The response must be made up of the lines in the entries below that contain "SessionRegistry".

▬▬▬▬▬▬

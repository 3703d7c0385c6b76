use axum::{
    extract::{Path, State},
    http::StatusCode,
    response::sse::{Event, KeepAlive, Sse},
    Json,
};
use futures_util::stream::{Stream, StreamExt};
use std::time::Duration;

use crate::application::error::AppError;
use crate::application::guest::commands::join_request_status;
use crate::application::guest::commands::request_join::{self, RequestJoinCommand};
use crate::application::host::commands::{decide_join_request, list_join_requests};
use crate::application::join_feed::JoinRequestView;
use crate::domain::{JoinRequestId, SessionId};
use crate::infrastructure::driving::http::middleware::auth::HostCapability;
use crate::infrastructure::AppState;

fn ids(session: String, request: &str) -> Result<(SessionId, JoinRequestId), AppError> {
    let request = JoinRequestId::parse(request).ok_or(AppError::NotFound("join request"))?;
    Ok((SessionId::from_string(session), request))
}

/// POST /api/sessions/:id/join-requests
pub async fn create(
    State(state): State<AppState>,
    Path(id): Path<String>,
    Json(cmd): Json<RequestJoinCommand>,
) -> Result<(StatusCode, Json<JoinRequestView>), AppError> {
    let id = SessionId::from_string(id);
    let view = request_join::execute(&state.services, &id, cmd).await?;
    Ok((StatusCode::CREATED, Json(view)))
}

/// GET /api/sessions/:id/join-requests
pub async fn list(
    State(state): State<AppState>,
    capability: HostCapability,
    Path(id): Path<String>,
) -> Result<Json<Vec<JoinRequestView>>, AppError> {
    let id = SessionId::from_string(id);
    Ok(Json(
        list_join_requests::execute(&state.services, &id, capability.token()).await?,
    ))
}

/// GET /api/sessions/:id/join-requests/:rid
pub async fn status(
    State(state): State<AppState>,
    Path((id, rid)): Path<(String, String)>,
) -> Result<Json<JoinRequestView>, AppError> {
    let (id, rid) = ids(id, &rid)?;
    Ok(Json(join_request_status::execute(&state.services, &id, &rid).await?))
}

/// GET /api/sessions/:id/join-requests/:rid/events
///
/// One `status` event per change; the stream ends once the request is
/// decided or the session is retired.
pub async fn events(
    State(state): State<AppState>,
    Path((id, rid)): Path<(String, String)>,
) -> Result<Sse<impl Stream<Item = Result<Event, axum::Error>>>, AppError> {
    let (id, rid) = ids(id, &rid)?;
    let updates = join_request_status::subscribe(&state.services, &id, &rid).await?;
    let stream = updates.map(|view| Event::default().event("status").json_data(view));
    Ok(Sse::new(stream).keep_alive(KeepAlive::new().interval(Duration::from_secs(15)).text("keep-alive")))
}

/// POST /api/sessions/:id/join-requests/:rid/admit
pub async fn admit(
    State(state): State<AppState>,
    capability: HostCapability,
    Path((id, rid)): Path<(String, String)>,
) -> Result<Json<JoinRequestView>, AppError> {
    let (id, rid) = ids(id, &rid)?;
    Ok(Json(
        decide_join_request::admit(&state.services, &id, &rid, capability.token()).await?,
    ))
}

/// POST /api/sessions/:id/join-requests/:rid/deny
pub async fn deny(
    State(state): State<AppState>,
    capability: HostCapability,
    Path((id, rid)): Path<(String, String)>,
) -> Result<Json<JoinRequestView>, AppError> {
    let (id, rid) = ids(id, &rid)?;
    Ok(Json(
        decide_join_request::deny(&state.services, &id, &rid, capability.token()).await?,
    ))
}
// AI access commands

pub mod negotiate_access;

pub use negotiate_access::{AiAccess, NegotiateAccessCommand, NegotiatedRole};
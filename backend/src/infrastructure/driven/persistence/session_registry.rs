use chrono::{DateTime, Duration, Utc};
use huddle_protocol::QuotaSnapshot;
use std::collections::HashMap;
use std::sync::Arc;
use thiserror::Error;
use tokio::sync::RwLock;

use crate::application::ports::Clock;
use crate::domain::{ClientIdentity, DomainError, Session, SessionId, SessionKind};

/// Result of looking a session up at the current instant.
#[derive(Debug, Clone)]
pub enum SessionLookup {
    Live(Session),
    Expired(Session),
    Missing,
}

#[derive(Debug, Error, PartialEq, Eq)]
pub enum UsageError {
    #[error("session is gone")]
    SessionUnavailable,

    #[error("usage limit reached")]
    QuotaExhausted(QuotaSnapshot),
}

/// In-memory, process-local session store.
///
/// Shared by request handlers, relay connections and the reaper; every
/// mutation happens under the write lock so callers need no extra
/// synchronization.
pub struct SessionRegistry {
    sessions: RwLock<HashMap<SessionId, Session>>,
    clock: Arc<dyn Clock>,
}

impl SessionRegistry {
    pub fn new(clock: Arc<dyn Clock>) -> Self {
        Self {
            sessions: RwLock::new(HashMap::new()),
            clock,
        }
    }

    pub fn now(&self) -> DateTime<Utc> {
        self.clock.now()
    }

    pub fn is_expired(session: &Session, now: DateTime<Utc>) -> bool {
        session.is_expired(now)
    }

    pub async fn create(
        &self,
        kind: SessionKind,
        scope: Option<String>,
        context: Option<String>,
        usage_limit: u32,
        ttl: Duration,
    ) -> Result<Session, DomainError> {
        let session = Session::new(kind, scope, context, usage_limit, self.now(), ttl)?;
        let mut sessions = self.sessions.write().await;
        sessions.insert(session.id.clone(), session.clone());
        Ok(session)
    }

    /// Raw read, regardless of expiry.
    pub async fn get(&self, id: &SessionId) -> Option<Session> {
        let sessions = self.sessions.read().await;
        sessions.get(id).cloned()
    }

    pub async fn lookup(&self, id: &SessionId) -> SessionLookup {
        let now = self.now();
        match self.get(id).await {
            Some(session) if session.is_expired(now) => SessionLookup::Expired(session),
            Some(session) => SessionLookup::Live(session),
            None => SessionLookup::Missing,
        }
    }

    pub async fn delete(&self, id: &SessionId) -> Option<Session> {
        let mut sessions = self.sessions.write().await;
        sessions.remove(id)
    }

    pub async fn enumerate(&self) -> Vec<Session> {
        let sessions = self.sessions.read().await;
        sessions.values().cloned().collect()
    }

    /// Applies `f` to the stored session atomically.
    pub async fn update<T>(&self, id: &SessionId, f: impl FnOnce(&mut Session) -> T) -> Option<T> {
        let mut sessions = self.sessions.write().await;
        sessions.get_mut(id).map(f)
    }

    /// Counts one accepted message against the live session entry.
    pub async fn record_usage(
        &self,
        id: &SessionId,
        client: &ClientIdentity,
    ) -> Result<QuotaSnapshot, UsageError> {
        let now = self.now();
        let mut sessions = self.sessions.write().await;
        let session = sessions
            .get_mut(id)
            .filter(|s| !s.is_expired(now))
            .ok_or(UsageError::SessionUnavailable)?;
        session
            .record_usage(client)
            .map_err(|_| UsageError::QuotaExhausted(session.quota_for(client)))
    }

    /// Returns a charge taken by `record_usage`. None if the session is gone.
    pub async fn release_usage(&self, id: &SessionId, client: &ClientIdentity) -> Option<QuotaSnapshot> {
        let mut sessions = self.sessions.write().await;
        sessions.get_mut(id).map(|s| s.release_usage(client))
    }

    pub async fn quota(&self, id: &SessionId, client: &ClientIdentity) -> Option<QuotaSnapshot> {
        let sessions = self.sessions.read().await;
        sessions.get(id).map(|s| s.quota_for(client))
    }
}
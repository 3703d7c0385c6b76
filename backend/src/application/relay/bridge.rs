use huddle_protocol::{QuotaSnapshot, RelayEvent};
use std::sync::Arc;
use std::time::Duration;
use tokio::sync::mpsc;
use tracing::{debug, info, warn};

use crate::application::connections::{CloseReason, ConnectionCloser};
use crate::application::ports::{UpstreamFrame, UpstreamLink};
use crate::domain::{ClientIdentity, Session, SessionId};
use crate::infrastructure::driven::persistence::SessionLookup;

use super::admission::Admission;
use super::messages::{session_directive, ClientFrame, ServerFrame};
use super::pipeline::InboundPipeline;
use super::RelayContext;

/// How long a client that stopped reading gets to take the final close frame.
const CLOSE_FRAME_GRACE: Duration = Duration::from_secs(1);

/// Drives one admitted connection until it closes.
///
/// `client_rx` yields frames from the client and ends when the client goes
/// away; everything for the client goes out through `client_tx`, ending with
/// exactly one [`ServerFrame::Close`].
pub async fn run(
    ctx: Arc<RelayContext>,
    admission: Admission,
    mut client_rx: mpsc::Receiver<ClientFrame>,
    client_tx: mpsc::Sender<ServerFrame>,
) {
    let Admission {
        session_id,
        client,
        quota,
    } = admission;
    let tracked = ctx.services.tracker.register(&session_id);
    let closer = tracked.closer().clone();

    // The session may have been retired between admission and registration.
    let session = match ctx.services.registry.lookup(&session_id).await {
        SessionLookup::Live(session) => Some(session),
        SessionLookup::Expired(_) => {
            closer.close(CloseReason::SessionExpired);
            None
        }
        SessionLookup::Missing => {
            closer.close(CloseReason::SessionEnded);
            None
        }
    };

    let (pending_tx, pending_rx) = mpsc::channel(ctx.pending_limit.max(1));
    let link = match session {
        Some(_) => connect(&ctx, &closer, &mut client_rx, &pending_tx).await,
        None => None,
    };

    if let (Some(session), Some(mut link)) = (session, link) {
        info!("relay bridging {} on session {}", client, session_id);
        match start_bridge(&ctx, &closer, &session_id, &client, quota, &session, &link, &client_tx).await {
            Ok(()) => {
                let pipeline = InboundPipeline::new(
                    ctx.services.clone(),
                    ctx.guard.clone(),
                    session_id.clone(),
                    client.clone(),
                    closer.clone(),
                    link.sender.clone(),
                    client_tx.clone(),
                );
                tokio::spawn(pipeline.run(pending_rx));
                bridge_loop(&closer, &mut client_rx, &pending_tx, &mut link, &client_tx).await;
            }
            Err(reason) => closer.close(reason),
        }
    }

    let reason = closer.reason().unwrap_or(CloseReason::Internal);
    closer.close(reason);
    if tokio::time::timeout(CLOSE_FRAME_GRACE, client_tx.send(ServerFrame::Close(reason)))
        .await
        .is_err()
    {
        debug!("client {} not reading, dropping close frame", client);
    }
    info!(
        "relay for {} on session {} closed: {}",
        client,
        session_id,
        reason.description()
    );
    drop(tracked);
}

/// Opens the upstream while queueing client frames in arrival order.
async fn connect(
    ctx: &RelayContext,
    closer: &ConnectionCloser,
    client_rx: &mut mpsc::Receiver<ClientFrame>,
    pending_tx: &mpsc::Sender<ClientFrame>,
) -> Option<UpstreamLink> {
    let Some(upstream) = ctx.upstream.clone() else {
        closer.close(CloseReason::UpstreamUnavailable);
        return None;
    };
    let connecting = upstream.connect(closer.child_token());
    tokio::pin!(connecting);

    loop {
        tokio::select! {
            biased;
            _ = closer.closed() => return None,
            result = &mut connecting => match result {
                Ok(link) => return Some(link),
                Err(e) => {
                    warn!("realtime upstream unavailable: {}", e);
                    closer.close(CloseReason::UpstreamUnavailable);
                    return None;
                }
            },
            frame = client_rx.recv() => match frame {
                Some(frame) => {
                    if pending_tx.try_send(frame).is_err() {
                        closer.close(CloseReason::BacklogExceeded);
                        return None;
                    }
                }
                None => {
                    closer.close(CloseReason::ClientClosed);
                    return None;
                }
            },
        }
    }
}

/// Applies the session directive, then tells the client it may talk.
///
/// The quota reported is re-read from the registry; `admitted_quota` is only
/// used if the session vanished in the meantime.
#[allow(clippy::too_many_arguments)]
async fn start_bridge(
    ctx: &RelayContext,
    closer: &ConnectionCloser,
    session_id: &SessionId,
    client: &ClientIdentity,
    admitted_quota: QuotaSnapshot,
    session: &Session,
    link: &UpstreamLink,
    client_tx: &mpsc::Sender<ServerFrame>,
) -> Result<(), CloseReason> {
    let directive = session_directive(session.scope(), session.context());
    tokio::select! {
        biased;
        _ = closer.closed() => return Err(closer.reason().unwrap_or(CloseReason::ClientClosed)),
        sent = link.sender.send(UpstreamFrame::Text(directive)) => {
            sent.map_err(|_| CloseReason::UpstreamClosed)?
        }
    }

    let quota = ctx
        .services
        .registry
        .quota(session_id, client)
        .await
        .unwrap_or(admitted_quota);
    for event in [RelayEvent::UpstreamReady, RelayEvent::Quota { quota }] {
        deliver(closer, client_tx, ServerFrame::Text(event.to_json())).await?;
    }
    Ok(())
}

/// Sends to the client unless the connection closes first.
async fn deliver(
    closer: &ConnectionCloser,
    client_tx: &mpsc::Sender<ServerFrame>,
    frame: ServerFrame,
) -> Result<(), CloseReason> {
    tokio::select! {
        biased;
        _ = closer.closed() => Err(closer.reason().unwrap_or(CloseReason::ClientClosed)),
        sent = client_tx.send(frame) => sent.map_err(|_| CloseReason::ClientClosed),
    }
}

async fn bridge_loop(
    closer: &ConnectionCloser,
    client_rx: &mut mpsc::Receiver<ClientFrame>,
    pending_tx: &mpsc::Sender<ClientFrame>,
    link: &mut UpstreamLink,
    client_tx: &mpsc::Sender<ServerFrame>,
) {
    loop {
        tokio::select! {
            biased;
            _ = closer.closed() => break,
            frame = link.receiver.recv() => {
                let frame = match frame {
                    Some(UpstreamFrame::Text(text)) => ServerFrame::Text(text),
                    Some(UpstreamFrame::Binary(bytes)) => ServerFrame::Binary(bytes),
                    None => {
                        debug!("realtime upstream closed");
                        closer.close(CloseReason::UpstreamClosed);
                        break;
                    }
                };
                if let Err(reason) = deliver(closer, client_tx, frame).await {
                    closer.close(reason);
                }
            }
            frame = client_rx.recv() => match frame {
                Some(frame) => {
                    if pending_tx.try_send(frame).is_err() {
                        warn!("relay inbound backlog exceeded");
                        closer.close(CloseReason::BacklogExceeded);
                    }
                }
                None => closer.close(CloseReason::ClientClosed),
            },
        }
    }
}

▬▬▬▬▬▬

_Task output_
pub struct SessionRegistry {
impl SessionRegistry {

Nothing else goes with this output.